God Sends Us Out!

“God Sends Us Out!”

Acts 8-5-8 Philip preaching in Samaria

July 26, 2015 – Acts 8:4-8, 12, 14-17

Did you ever have something unexpected happen? Let’s say, you’re going about your everyday business, everything perfectly normal. When, something out of the ordinary happens. Comes out of left field. Knocks your socks off! Could be called a miracle, even!

That’s what happened in our Scripture passage from Acts chapter 8 today. Something certainly out of the ordinary happened to the Samaritans!

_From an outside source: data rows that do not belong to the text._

impl HtmlParser {
    /// Open an HTML file; images resolve relative to its directory.
    pub fn open<P: AsRef<Path>>(path: P) -> Result<Self> {
        Self::open_with_options(path, ParseOptions::default())
    }

    /// Open an HTML file with custom options.
    pub fn open_with_options<P: AsRef<Path>>(path: P, options: ParseOptions) -> Result<Self> {
        let path = path.as_ref();
        let data = fs::read(path)?;
        Ok(Self {
            source: decode_text(&data),
            base_dir: path.parent().map(Path::to_path_buf),
            options,
        })
    }

    /// Create a parser from raw bytes.
    pub fn from_bytes(data: &[u8]) -> Self {
        Self::from_bytes_with_options(data, ParseOptions::default())
    }

    /// Create a parser from raw bytes with custom options.
    pub fn from_bytes_with_options(data: &[u8], options: ParseOptions) -> Self {
        Self {
            source: decode_text(data),
            base_dir: None,
            options,
        }
    }

    /// Create a parser from markup.
    pub fn from_html(html: impl Into<String>) -> Self {
        Self {
            source: html.into(),
            base_dir: None,
            options: ParseOptions::default(),
        }
    }

    /// Resolve relative image paths against `dir`.
    pub fn with_base_dir(mut self, dir: impl Into<PathBuf>) -> Self {
        self.base_dir = Some(dir.into());
        self
    }

    /// Parse the page into a document tree.
    pub fn parse(&self) -> Result<Document> {
        let html = Html::parse_document(&self.source);
        let root = html.root_element();

        let mut reader = PageReader {
            parser: self,
            doc: Document::new(),
            image_ids: HashMap::new(),
            list_seq: 0,
        };
        if let Some(head) = child_element(root, "head") {
            reader.doc.metadata = parse_head(head);
        }
        let body = child_element(root, "body").unwrap_or(root);
        reader.collect_blocks(body, None);

        let doc = reader.doc;
        debug!(
            "Parsed HTML: {} body elements, {} anchors, {} images loaded, {} unresolved",
            doc.body.len(),
            doc.anchor_count(),
            doc.resources.len(),
            doc.unresolved.len()
        );
        Ok(doc)
    }

    fn load_image(&self, src: &str) -> std::result::Result<Resource, String> {
        if !self.options.extract_resources {
            return Err("image extraction is disabled".to_string());
        }
        if src.starts_with("data:") {
            return Err("inline data URIs are not supported".to_string());
        }
        if src.contains("://") || src.starts_with("//") {
            return Err(format!("linked image {} is not embedded", src));
        }
        let relative = src.split(['?', '#']).next().unwrap_or(src);
        let path = match &self.base_dir {
            Some(dir) => dir.join(relative),
            None => return Err(format!("no base directory to resolve {}", relative)),
        };

        let size = fs::metadata(&path)
            .map_err(|e| format!("{}: {}", path.display(), e))?
            .len();
        if self.options.resource_limit_bytes().is_some_and(|max| size > max) {
            return Err(format!("{} exceeds the memory limit", relative));
        }
        let data = fs::read(&path).map_err(|e| format!("{}: {}", path.display(), e))?;

        let mut resource = Resource::from_bytes(data);
        if !resource.is_image() {
            return Err(format!("{} is not a supported image format", relative));
        }
        if let Some(name) = path.file_name() {
            resource = resource.with_filename(name.to_string_lossy());
        }
        Ok(resource)
    }
}

/// Walk state for one page.
struct PageReader<'p> {
    parser: &'p HtmlParser,
    doc: Document,
    image_ids: HashMap<String, String>,
    list_seq: u32,
}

I’m continuing with my Summer Sermon Series from the book of Acts, Postcards from the Early Church. But before I continue, I’d like to thank everyone for the opportunity to take a week to go to a church conference, the New Wilmington Mission Conference in western Pennsylvania. I hope everyone enjoyed Pastor Gordon as he preached and led the service last week in my absence. The mission conference was a marvelous opportunity to see what God is doing around the world in mission and outreach. Reaching out to people with the Good News of Jesus Christ. Surprise! It’s just what the apostle Philip was doing, in our Scripture reading today.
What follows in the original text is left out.